First Light Productions

Place of First Light: The Bell Island Experience

First Light Productions took underground theatre very seriously. Its first production in 1997, Place of First Light: The Bell Island Experience, combined the culture, history and natural environment of Bell Island and its people into a three hour experience.

Using the subterranean mine shaft of the Number Two Mine as its final playing space, Place of First Light: The Bell Island Experience began on the Bell Island ferry where "Julie, the tour guide" greeted people and then was joined en route by the cast (Jeff Crane, Geoffrey Ash, Janet McDonald, Mark Scott, Robert Chafe, Allan Hawco, Petrina Bromley, and Neil Butler) who portrayed people from the Island's past. Cast member Hawco later starred in and co-created the CBC television series Republic of Doyle.

The performance continued with a tour of the Island and culminated with a musical theatre performance. As a living, interpretive, and historical event the play was dedicated to the history of Bell Island and in particular to the lives and stories of its Wabana mining community.

Life Undergound
Life Underground
The cast of Place of First Light in Number 4 Mine, Bell Island, 1997.
Reproduced by permission of Gail and Harvey Weir. ©1997

Wabana (the Bell Island home to the most extensive submarine iron ore mining operation in the world from 1895 to 1966)is a native word meaning "place where day breaks" or "place of first light" and therein lay the origin of First Light'stheatrical impetus. The development and eventual demise of the mining industry was catalogued and dramatized by theweaving of multiple stories and multiple generational voices.

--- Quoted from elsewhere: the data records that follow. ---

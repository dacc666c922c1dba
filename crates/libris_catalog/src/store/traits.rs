/* # Why create a BookStore trait?

The BookStore trait abstracts how records are kept. The catalog ships with an
in-memory implementation only, but the service depends on the abstraction, so
a persistent backend can be swapped in without touching the HTTP layer, and
tests can construct isolated stores instead of sharing process-wide state.

All operations return LibrisResult for consistent error handling even though
the in-memory implementation is infallible.
*/

use std::sync::Arc;

use parking_lot::RwLock;

use libris_base::LibrisResult;

use crate::book::{Book, BookId};

/// Trait for book storage implementations.
///
/// The store owns id assignment: `create` draws from a monotonic counter that
/// never reuses an id, even after deletion.
pub trait BookStore: Send + Sync + 'static {
    /// List all books in insertion order.
    fn list(&self) -> LibrisResult<Vec<Book>>;

    /// Retrieve a book by id.
    ///
    /// # Returns
    /// * `Ok(Some(book))` - If the record exists
    /// * `Ok(None)` - If no record with that id exists
    fn get(&self, id: BookId) -> LibrisResult<Option<Book>>;

    /// Check if a record with the given id exists.
    fn contains(&self, id: BookId) -> LibrisResult<bool>;

    /// Create a record with the next available id and append it.
    ///
    /// The caller is expected to have validated the fields; the store does
    /// not re-check them.
    fn create(&mut self, title: String, author: String) -> LibrisResult<Book>;

    /// Replace the title and author of an existing record, keeping its id.
    ///
    /// # Returns
    /// * `Ok(Some(book))` - The updated record
    /// * `Ok(None)` - If no record with that id exists
    fn update(&mut self, id: BookId, title: String, author: String) -> LibrisResult<Option<Book>>;

    /// Remove a record by id.
    ///
    /// # Returns
    /// * `Ok(Some(book))` - The removed record if it existed
    /// * `Ok(None)` - If no record with that id existed
    fn remove(&mut self, id: BookId) -> LibrisResult<Option<Book>>;

    /// Remove all records. The id counter is not reset.
    fn clear(&mut self) -> LibrisResult<()>;

    /// Get the number of records in the store.
    fn len(&self) -> LibrisResult<usize>;

    /// Returns true if the store contains no records.
    fn is_empty(&self) -> LibrisResult<bool>;
}

/* # Why wrap the store in StoreHandle?

The host server may dispatch requests from more than one thread, so the
collection and the id counter sit behind a single mutual-exclusion scope.
StoreHandle provides cheap cloning (via Arc) and interior mutability (via
RwLock), so the service holds an owned handle instead of global state.
*/

/// A thread-safe handle to a book store.
#[derive(Clone)]
pub struct StoreHandle(Arc<RwLock<dyn BookStore>>);

impl StoreHandle {
    /// Create a new StoreHandle wrapping the given store implementation.
    pub fn new<S: BookStore>(store: S) -> Self {
        Self(Arc::new(RwLock::new(store)))
    }

    /// List all books. See [`BookStore::list`].
    pub fn list(&self) -> LibrisResult<Vec<Book>> {
        self.0.read().list()
    }

    /// Retrieve a book by id. See [`BookStore::get`].
    pub fn get(&self, id: BookId) -> LibrisResult<Option<Book>> {
        self.0.read().get(id)
    }

    /// Check if a record exists. See [`BookStore::contains`].
    pub fn contains(&self, id: BookId) -> LibrisResult<bool> {
        self.0.read().contains(id)
    }

    /// Create a record. See [`BookStore::create`].
    pub fn create(&self, title: String, author: String) -> LibrisResult<Book> {
        self.0.write().create(title, author)
    }

    /// Update a record. See [`BookStore::update`].
    pub fn update(&self, id: BookId, title: String, author: String) -> LibrisResult<Option<Book>> {
        self.0.write().update(id, title, author)
    }

    /// Remove a record. See [`BookStore::remove`].
    pub fn remove(&self, id: BookId) -> LibrisResult<Option<Book>> {
        self.0.write().remove(id)
    }

    /// Remove all records. See [`BookStore::clear`].
    pub fn clear(&self) -> LibrisResult<()> {
        self.0.write().clear()
    }

    /// Get the number of records. See [`BookStore::len`].
    pub fn len(&self) -> LibrisResult<usize> {
        self.0.read().len()
    }

    /// Check if the store is empty. See [`BookStore::is_empty`].
    pub fn is_empty(&self) -> LibrisResult<bool> {
        self.0.read().is_empty()
    }
}
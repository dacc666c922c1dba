/* # Why have a dedicated book model?

The Book type is the single record shape the whole service operates on. The
model separates the stored record (Book, with a store-assigned id) from the
client-supplied input (BookDraft, whose fields are optional until validated),
so the validation rules live next to the data they guard rather than inside
the HTTP handlers.
*/

use serde::{Deserialize, Serialize};

use libris_base::{LibrisError, LibrisResult};

/// Validation message returned when a create/update body is unusable.
pub const REQUIRED_FIELDS_MESSAGE: &str = "Title and author are required";

/// Unique identifier for a book.
///
/// Ids are assigned by the store from a monotonically increasing counter and
/// are never reused, even after the record is deleted.
#[derive(Debug, Clone, Copy, PartialEq, Eq, Hash, PartialOrd, Ord, Serialize, Deserialize)]
pub struct BookId(u64);

impl BookId {
    /// Create a BookId from a raw integer.
    pub fn new(id: u64) -> Self {
        Self(id)
    }

    /// Returns the id as an integer.
    pub fn as_u64(&self) -> u64 {
        self.0
    }

    /// Parse a BookId from a URL path segment.
    ///
    /// A non-numeric segment yields `None`, which callers treat the same as
    /// a valid-but-absent id (a lookup miss), preserving the original
    /// behavior of the service.
    pub fn from_path_segment(segment: &str) -> Option<Self> {
        segment.parse::<u64>().ok().map(Self)
    }
}

impl std::fmt::Display for BookId {
    fn fmt(&self, f: &mut std::fmt::Formatter<'_>) -> std::fmt::Result {
        write!(f, "{}", self.0)
    }
}

/// A single catalog record.
///
/// JSON shape: `{"id": <int>, "title": <string>, "author": <string>}`.
#[derive(Debug, Clone, PartialEq, Eq, Serialize, Deserialize)]
pub struct Book {
    id: BookId,
    title: String,
    author: String,
}

impl Book {
    /// Create a book record. The id is expected to come from the store's
    /// counter; this constructor does not enforce uniqueness.
    pub fn new(id: BookId, title: impl Into<String>, author: impl Into<String>) -> Self {
        Self {
            id,
            title: title.into(),
            author: author.into(),
        }
    }

    /// The store-assigned id.
    pub fn id(&self) -> BookId {
        self.id
    }

    /// The book title.
    pub fn title(&self) -> &str {
        &self.title
    }

    /// The book author.
    pub fn author(&self) -> &str {
        &self.author
    }

    /// Replace title and author in place, keeping the id.
    pub(crate) fn replace_fields(&mut self, title: String, author: String) {
        self.title = title;
        self.author = author;
    }
}

/// Client-supplied fields for creating or updating a book.
///
/// Both fields are optional at the deserialization layer so that a partial
/// body parses into a draft and fails validation with the service's own
/// message instead of a serde error.
#[derive(Debug, Clone, Default, Deserialize)]
pub struct BookDraft {
    #[serde(default)]
    pub title: Option<String>,
    #[serde(default)]
    pub author: Option<String>,
}

impl BookDraft {
    /// Parse a draft from a JSON request body.
    ///
    /// An empty or malformed body yields an empty draft, which then fails
    /// validation. This mirrors the original service, where an unparsed body
    /// was indistinguishable from an empty object.
    pub fn from_json(bytes: &[u8]) -> Self {
        serde_json::from_slice(bytes).unwrap_or_default()
    }

    /// Validate the draft, yielding the title and author.
    ///
    /// Fails with a validation error if either field is missing or empty.
    pub fn validated(self) -> LibrisResult<(String, String)> {
        match (self.title, self.author) {
            (Some(title), Some(author)) if !title.is_empty() && !author.is_empty() => {
                Ok((title, author))
            }
            _ => Err(Box::new(LibrisError::validation(REQUIRED_FIELDS_MESSAGE))),
        }
    }
}

#[cfg(test)]
mod tests {
    use super::*;
    use libris_base::error::ErrorKind;

    #[test]
    fn test_book_id_from_path_segment() {
        assert_eq!(BookId::from_path_segment("42"), Some(BookId::new(42)));
        assert_eq!(BookId::from_path_segment("0"), Some(BookId::new(0)));
        assert_eq!(BookId::from_path_segment("abc"), None);
        assert_eq!(BookId::from_path_segment(""), None);
        assert_eq!(BookId::from_path_segment("-1"), None);
        assert_eq!(BookId::from_path_segment("1.5"), None);
    }

    #[test]
    fn test_book_accessors() {
        let book = Book::new(BookId::new(1), "Dune", "Herbert");
        assert_eq!(book.id(), BookId::new(1));
        assert_eq!(book.title(), "Dune");
        assert_eq!(book.author(), "Herbert");
    }

    #[test]
    fn test_book_json_shape() {
        let book = Book::new(BookId::new(3), "Dune", "Herbert");
        let json = serde_json::to_string(&book).unwrap();
        assert_eq!(json, r#"{"id":3,"title":"Dune","author":"Herbert"}"#);
    }

    #[test]
    fn test_draft_validated_success() {
        let draft = BookDraft::from_json(br#"{"title":"Dune","author":"Herbert"}"#);
        let (title, author) = draft.validated().unwrap();
        assert_eq!(title, "Dune");
        assert_eq!(author, "Herbert");
    }

    #[test]
    fn test_draft_missing_field_fails_validation() {
        let draft = BookDraft::from_json(br#"{"title":"Dune"}"#);
        let err = draft.validated().unwrap_err();
        match err.kind() {
            ErrorKind::Validation { message } => {
                assert_eq!(message, REQUIRED_FIELDS_MESSAGE);
            }
            _ => panic!("Expected Validation variant"),
        }
    }

    #[test]
    fn test_draft_empty_field_fails_validation() {
        let draft = BookDraft::from_json(br#"{"title":"","author":"X"}"#);
        assert!(draft.validated().is_err());

        let draft = BookDraft::from_json(br#"{"title":"X","author":""}"#);
        assert!(draft.validated().is_err());
    }

    #[test]
    fn test_draft_from_malformed_body_is_empty() {
        let draft = BookDraft::from_json(b"not json at all");
        assert!(draft.title.is_none());
        assert!(draft.author.is_none());
        assert!(draft.validated().is_err());

        let draft = BookDraft::from_json(b"");
        assert!(draft.validated().is_err());
    }

    #[test]
    fn test_draft_ignores_extra_fields() {
        let draft = BookDraft::from_json(br#"{"title":"Dune","author":"Herbert","year":1965}"#);
        assert!(draft.validated().is_ok());
    }
}
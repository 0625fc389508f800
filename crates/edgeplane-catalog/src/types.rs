//! Catalog records persisted by the store.
//!
//! Document-bearing records (`Blueprint`, `Hardware`, `Node`, `Pod`,
//! `PodWorkflow`) keep their YAML content as a parsed `serde_json::Value`
//! tree so the rules engine can walk it without re-parsing.

use std::collections::BTreeSet;
use std::fmt;
use std::str::FromStr;
use std::time::{SystemTime, UNIX_EPOCH};

use serde::{Deserialize, Serialize};
use serde_json::Value;
use uuid::Uuid;

/// Region every other region descends from.
pub const UNIVERSAL_REGION: Uuid = Uuid::nil();

/// Edgesite reference held by a POD once it has been retired to ZOMBIE.
pub const NO_EDGESITE: Uuid = Uuid::nil();

/// Current Unix time in seconds.
pub fn epoch_secs() -> u64 {
    SystemTime::now()
        .duration_since(UNIX_EPOCH)
        .unwrap_or_default()
        .as_secs()
}

// ── Blueprint ──────────────────────────────────────────────────────

/// A deployable software stack definition.
#[derive(Debug, Clone, Serialize, Deserialize, PartialEq)]
pub struct Blueprint {
    pub uuid: Uuid,
    pub name: String,
    #[serde(default)]
    pub description: String,
    /// Semantic version of the stack.
    pub version: String,
    /// The submitted document: `parent`, `hardware_profile`, `workflow`, ...
    pub yaml: Value,
    pub created_at: u64,
    pub updated_at: u64,
}

// ── Inventory ──────────────────────────────────────────────────────

/// A named hardware profile that nodes reference.
#[derive(Debug, Clone, Serialize, Deserialize, PartialEq)]
pub struct Hardware {
    pub uuid: Uuid,
    pub name: String,
    #[serde(default)]
    pub description: String,
    #[serde(default)]
    pub yaml: Value,
    pub created_at: u64,
}

/// A physical machine. Edgesite membership is derived, not stored here.
#[derive(Debug, Clone, Serialize, Deserialize, PartialEq)]
pub struct Node {
    pub uuid: Uuid,
    pub name: String,
    #[serde(default)]
    pub description: String,
    pub hardware: Uuid,
    #[serde(default)]
    pub yaml: Value,
    pub created_at: u64,
}

#[derive(Debug, Clone, Serialize, Deserialize, PartialEq)]
pub struct Region {
    pub uuid: Uuid,
    pub name: String,
    #[serde(default)]
    pub description: String,
    pub parent: Uuid,
    pub created_at: u64,
}

/// A deployment target: a group of nodes tagged with regions.
#[derive(Debug, Clone, Serialize, Deserialize, PartialEq)]
pub struct Edgesite {
    pub uuid: Uuid,
    pub name: String,
    #[serde(default)]
    pub description: String,
    pub nodes: BTreeSet<Uuid>,
    pub regions: BTreeSet<Uuid>,
    pub created_at: u64,
    pub updated_at: u64,
}

// ── POD ────────────────────────────────────────────────────────────

/// Lifecycle state of a POD.
#[derive(Debug, Clone, Copy, Serialize, Deserialize, PartialEq, Eq, Hash)]
#[serde(rename_all = "UPPERCASE")]
pub enum PodState {
    New,
    Workflow,
    Active,
    Failed,
    Dead,
    Zombie,
}

impl PodState {
    pub const ALL: [PodState; 6] = [
        PodState::New,
        PodState::Workflow,
        PodState::Active,
        PodState::Failed,
        PodState::Dead,
        PodState::Zombie,
    ];

    pub fn as_str(self) -> &'static str {
        match self {
            PodState::New => "NEW",
            PodState::Workflow => "WORKFLOW",
            PodState::Active => "ACTIVE",
            PodState::Failed => "FAILED",
            PodState::Dead => "DEAD",
            PodState::Zombie => "ZOMBIE",
        }
    }
}

impl fmt::Display for PodState {
    fn fmt(&self, f: &mut fmt::Formatter<'_>) -> fmt::Result {
        f.write_str(self.as_str())
    }
}

/// Error returned when a state name is not one of the six POD states.
#[derive(Debug, Clone, PartialEq, Eq)]
pub struct UnknownState(pub String);

impl fmt::Display for UnknownState {
    fn fmt(&self, f: &mut fmt::Formatter<'_>) -> fmt::Result {
        write!(f, "unknown POD state: {}", self.0)
    }
}

impl std::error::Error for UnknownState {}

impl FromStr for PodState {
    type Err = UnknownState;

    fn from_str(s: &str) -> Result<Self, Self::Err> {
        PodState::ALL
            .into_iter()
            .find(|state| state.as_str() == s)
            .ok_or_else(|| UnknownState(s.to_string()))
    }
}

/// A deployment of one Blueprint onto one Edgesite.
#[derive(Debug, Clone, Serialize, Deserialize, PartialEq)]
pub struct Pod {
    pub uuid: Uuid,
    pub name: String,
    #[serde(default)]
    pub description: String,
    pub blueprint: Uuid,
    pub edgesite: Uuid,
    pub state: PodState,
    /// Latest workflow input.
    #[serde(default)]
    pub yaml: Value,
    pub created_at: u64,
    pub updated_at: u64,
}

impl Pod {
    /// A POD is alive until it reaches DEAD or ZOMBIE.
    pub fn is_alive(&self) -> bool {
        !matches!(self.state, PodState::Dead | PodState::Zombie)
    }

    pub fn is_workflow_running(&self) -> bool {
        self.state == PodState::Workflow
    }
}

/// One execution of a named workflow against a POD.
#[derive(Debug, Clone, Serialize, Deserialize, PartialEq)]
pub struct PodWorkflow {
    pub pod: Uuid,
    pub name: String,
    /// Per-(POD, name) sequence number, starting at 0.
    pub index: u32,
    #[serde(default)]
    pub yaml: Value,
    pub started_at: u64,
    pub ended_at: Option<u64>,
}

impl PodWorkflow {
    pub fn is_running(&self) -> bool {
        self.ended_at.is_none()
    }

    /// Name shared by the run's workspace directory and its DAG.
    pub fn run_name(&self) -> String {
        format!("{}-{}-{}", self.name, self.index, self.pod)
    }

    pub(crate) fn table_key(&self) -> String {
        format!("{}:{}:{:010}", self.pod, self.name, self.index)
    }
}

/// Severity of a POD event. `Status` events double as state change commands.
#[derive(Debug, Clone, Copy, Serialize, Deserialize, PartialEq, Eq)]
#[serde(rename_all = "UPPERCASE")]
pub enum EventLevel {
    Debug,
    Info,
    Warn,
    Error,
    Status,
}

impl fmt::Display for EventLevel {
    fn fmt(&self, f: &mut fmt::Formatter<'_>) -> fmt::Result {
        f.write_str(match self {
            EventLevel::Debug => "DEBUG",
            EventLevel::Info => "INFO",
            EventLevel::Warn => "WARN",
            EventLevel::Error => "ERROR",
            EventLevel::Status => "STATUS",
        })
    }
}

impl FromStr for EventLevel {
    type Err = String;

    fn from_str(s: &str) -> Result<Self, Self::Err> {
        match s.to_ascii_uppercase().as_str() {
            "DEBUG" => Ok(EventLevel::Debug),
            "INFO" => Ok(EventLevel::Info),
            "WARN" | "WARNING" => Ok(EventLevel::Warn),
            "ERROR" => Ok(EventLevel::Error),
            "STATUS" => Ok(EventLevel::Status),
            other => Err(format!("unknown event level: {other}")),
        }
    }
}

/// Append-only audit record attached to a POD.
#[derive(Debug, Clone, Serialize, Deserialize, PartialEq)]
pub struct PodEvent {
    pub pod: Uuid,
    /// Unix timestamp (seconds).
    pub time: u64,
    pub level: EventLevel,
    pub message: String,
}

impl PodEvent {
    pub fn now(pod: Uuid, level: EventLevel, message: impl Into<String>) -> Self {
        Self {
            pod,
            time: epoch_secs(),
            level,
            message: message.into(),
        }
    }
}
//! DAG and context-file rendering.
//!
//! Every workspace gets three context files the entry script can read.
//! `POD.py` and `POD.sh` carry the POD UUID plus the Blueprint, Edgesite
//! and workflow input as YAML text; `INPUT.yaml` holds the input alone.
//! The DAG file is one of two templates with `##KEY##` placeholders
//! substituted.

use std::path::Path;

use edgeplane_catalog::{Blueprint, Edgesite, PodWorkflow};
use edgeplane_control::EngineError;
use serde::Serialize;
use uuid::Uuid;

const DAG_SHELL: &str = include_str!("../templates/dag_shell.py");
const DAG_PYTHON: &str = include_str!("../templates/dag_python.py");

/// How the entry script is run.
#[derive(Debug, Clone, Copy, PartialEq, Eq)]
pub enum ScriptKind {
    Python,
    Shell,
}

impl ScriptKind {
    /// Classify an entry script URL by its extension.
    pub fn from_url(url: &str) -> Option<Self> {
        let path = url.split(['?', '#']).next().unwrap_or(url);
        if path.ends_with(".py") {
            Some(ScriptKind::Python)
        } else if path.ends_with(".sh") {
            Some(ScriptKind::Shell)
        } else {
            None
        }
    }

    fn template(self) -> &'static str {
        match self {
            ScriptKind::Python => DAG_PYTHON,
            ScriptKind::Shell => DAG_SHELL,
        }
    }
}

/// Values substituted into a DAG template.
pub struct DagParams<'a> {
    pub pod: Uuid,
    pub workflow: &'a PodWorkflow,
    /// File name of the fetched entry script.
    pub script: &'a str,
    pub workspace: &'a Path,
    pub callback_url: &'a str,
}

pub fn render_dag(kind: ScriptKind, params: &DagParams<'_>) -> String {
    // Python entry scripts are imported, so the placeholder is the module name.
    let script = match kind {
        ScriptKind::Python => params.script.strip_suffix(".py").unwrap_or(params.script),
        ScriptKind::Shell => params.script,
    };
    kind.template()
        .replace("##UUID##", &params.pod.to_string())
        .replace("##PHASE##", &params.workflow.name)
        .replace("##WFINDEX##", &params.workflow.index.to_string())
        .replace("##WFNAME##", script)
        .replace("##WORKSPACE##", &params.workspace.display().to_string())
        .replace("##CALLBACK##", params.callback_url.trim_end_matches('/'))
}

fn to_yaml<T: Serialize>(value: &T) -> Result<String, EngineError> {
    serde_yaml::to_string(value).map_err(|e| EngineError::Staging(format!("yaml rendering: {e}")))
}

/// What the `POD.py` and `POD.sh` preludes describe.
pub struct PodContext<'a> {
    pub pod: Uuid,
    pub blueprint: &'a Blueprint,
    pub edgesite: &'a Edgesite,
    pub workflow: &'a PodWorkflow,
}

/// `POD.py`: module-level strings.
pub fn render_pod_py(ctx: &PodContext<'_>) -> Result<String, EngineError> {
    Ok(format!(
        "POD = '{}'\n\nBLUEPRINT = \"\"\"\n{}\"\"\"\n\nEDGESITE = \"\"\"\n{}\"\"\"\n\nINPUT = \"\"\"\n{}\"\"\"\n",
        ctx.pod,
        python_triple_quoted(&to_yaml(ctx.blueprint)?),
        python_triple_quoted(&to_yaml(ctx.edgesite)?),
        python_triple_quoted(&render_input(ctx.workflow)?),
    ))
}

/// `POD.sh`: exported variables, meant to be sourced.
pub fn render_pod_sh(ctx: &PodContext<'_>) -> Result<String, EngineError> {
    Ok(format!(
        "export POD='{}'\n\nexport BLUEPRINT='\n{}'\n\nexport EDGESITE='\n{}'\n\nexport INPUT='\n{}'\n",
        ctx.pod,
        shell_single_quoted(&to_yaml(ctx.blueprint)?),
        shell_single_quoted(&to_yaml(ctx.edgesite)?),
        shell_single_quoted(&render_input(ctx.workflow)?),
    ))
}

pub fn render_input(workflow: &PodWorkflow) -> Result<String, EngineError> {
    if workflow.yaml.is_null() {
        return Ok(String::new());
    }
    to_yaml(&workflow.yaml)
}

fn python_triple_quoted(text: &str) -> String {
    text.replace('\\', "\\\\").replace("\"\"\"", "\\\"\\\"\\\"")
}

fn shell_single_quoted(text: &str) -> String {
    text.replace('\'', "'\\''")
}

In the summer of 1998, Place of First Light: The Underground Experience (written by Robert Chafe and Sean Panting) offered a slightly different theatre production. Based on the mine portion of their first show, audiences had to walk down an abandoned mine shaft to get to the performance area. Once there, they watched a play based on the true stories of Bell Islanders and gained a sense of both the time and space that characterized the miner's working life.

Backstage
Backstage
Kelly Jones (left) Associate Producer/Production Manager, and Danielle Irvine (right) Director and Co-Producer.
Reproduced by permission of Gail and Harvey Weir. ©1997

Part of First Light's mandate was to contribute to the economic development of the province by creating sustainable employment in the arts and tourism sectors, and its plays that used the Bell Island mine shafts as a stage and set have become major attractions for visitors and Newfoundlanders alike.

Branching Out Beyond Bell Island History

First Light Productions branched out and produced plays unrelated to the history of Bell Island. It brought plays and performances of Canadian origin to Newfoundland theatres — plays that otherwise might never have been seen by audiences here. In 1997 they produced John Gray and Eric Peterson's play, Billy Bishop Goes to War. In 1998 they assisted with Artistic Fraud's Jesus Christ, Superstar: A Living Kaleidoscope, and they produced A Midsummer's Black Light Dream—a version of Shakespeare's play using a mine shaft on Bell Island as the "black" playing area.

Under the visually intoxicating effects of blacklight, flags were waved by invisible stage-hands dressed in black; micro-puppets became fairies wielded by unseen hands. The mine shaft was transformed into a forest full of eerie visual effects accompanied by drumming, tapping, chanting, laughing or sighing from an offstage chorus of wood sprites.

Making it Happen
Making It Happen
L-R are Robert Chafe (actor and co-writer), Geoff Seymour Jr. (stage manager), Allan Hawco (actor), and Gordon Skanes (Bell Island Heritage Society).
Reproduced by permission of Gail and Harvey Weir. ©1997

In the summer of 2000, First Light helped bring the Viking world to life through stories and legends. Their co-production with story-teller Dale Jarvis, Stories from the Viking World, was part of a province-wide Viking project (Full Circle: First Contact) to commemorate the Viking landing at L'Anse aux Meadows and their encounter with Aboriginal peoples.

Like her colleague Jillian Keiley, First Light's co-founder Danielle Irvine also won the Canada Council John Hirsch prize for the best new director in Canada for the year 2000.